ASSIGNMENT = Only one stretch of the records below is wanted: the lines from the one holding "let a = frame as f32 * 0.15;" through the one holding "t = t0 + i as f64 * FRAME_MS;". Return it exactly, both ends included.
:: DATA UNDER STUDY
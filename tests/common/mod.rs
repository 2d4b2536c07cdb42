// Shared fixtures for the host-side core tests.

#![allow(dead_code)]
use std::collections::BTreeSet;
use trail_core::*;

/// Backend that hands out integer ids and records every call.
#[derive(Default, Debug)]
pub struct CountingBackend {
    next_id: usize,
    pub live_tubes: BTreeSet<usize>,
    pub live_rings: BTreeSet<usize>,
    pub tubes_created: usize,
    pub tubes_released: usize,
    pub rings_created: usize,
    pub rings_released: usize,
    pub ring_updates: usize,
    pub last_materials: Vec<TubeMaterial>,
    pub palettes: Vec<Palette>,
    pub last_ring_visual: Option<PulseVisual>,
}

impl CountingBackend {
    fn id(&mut self) -> usize {
        self.next_id += 1;
        self.next_id
    }
}

impl GeometryBackend for CountingBackend {
    type Tube = usize;
    type Ring = usize;

    fn create_tube(&mut self, mesh: &TubeMesh, material: &TubeMaterial) -> usize {
        assert!(!mesh.vertices.is_empty());
        let id = self.id();
        self.live_tubes.insert(id);
        self.tubes_created += 1;
        self.last_materials.push(*material);
        id
    }

    fn release_tube(&mut self, tube: usize) {
        assert!(self.live_tubes.remove(&tube), "tube {tube} released twice");
        self.tubes_released += 1;
    }

    fn create_ring(&mut self) -> usize {
        let id = self.id();
        self.live_rings.insert(id);
        self.rings_created += 1;
        id
    }

    fn update_ring(&mut self, ring: &mut usize, visual: &PulseVisual) {
        assert!(self.live_rings.contains(ring));
        self.ring_updates += 1;
        self.last_ring_visual = Some(*visual);
    }

    fn release_ring(&mut self, ring: usize) {
        assert!(self.live_rings.remove(&ring), "ring {ring} released twice");
        self.rings_released += 1;
    }

    fn set_palette(&mut self, palette: &Palette) {
        self.palettes.push(*palette);
    }
}

pub const FRAME_MS: f64 = 16.0;
pub const W: f32 = 1000.0;
pub const H: f32 = 1000.0;

pub fn session() -> TrailSession {
    TrailSession::new(TrailConfig::default(), W, H, 0.0).expect("default config is valid")
}

/// Point on a slow circle around the viewport center, one per frame.
pub fn circle_point(frame: usize) -> ScreenPoint {
    let a = frame as f32 * 0.15;
    ScreenPoint::new(W * 0.5 + 200.0 * a.cos(), H * 0.5 + 200.0 * a.sin())
}

/// Drive `frames` frames of circular motion starting at `t0`. Returns the
/// time of the last frame.
pub fn move_in_circle(
    s: &mut TrailSession,
    backend: &mut CountingBackend,
    res: &mut FrameResources<CountingBackend>,
    t0: f64,
    frames: usize,
) -> f64 {
    let mut t = t0;
    for i in 0..frames {
        t = t0 + i as f64 * FRAME_MS;
        s.push_event(InputEvent::Move(circle_point(i)));
        s.frame(t, backend, res);
    }
    t
}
::::
REPLY =
    let a = frame as f32 * 0.15;
    ScreenPoint::new(W * 0.5 + 200.0 * a.cos(), H * 0.5 + 200.0 * a.sin())
}

/// Drive `frames` frames of circular motion starting at `t0`. Returns the
/// time of the last frame.
pub fn move_in_circle(
    s: &mut TrailSession,
    backend: &mut CountingBackend,
    res: &mut FrameResources<CountingBackend>,
    t0: f64,
    frames: usize,
) -> f64 {
    let mut t = t0;
    for i in 0..frames {
        t = t0 + i as f64 * FRAME_MS;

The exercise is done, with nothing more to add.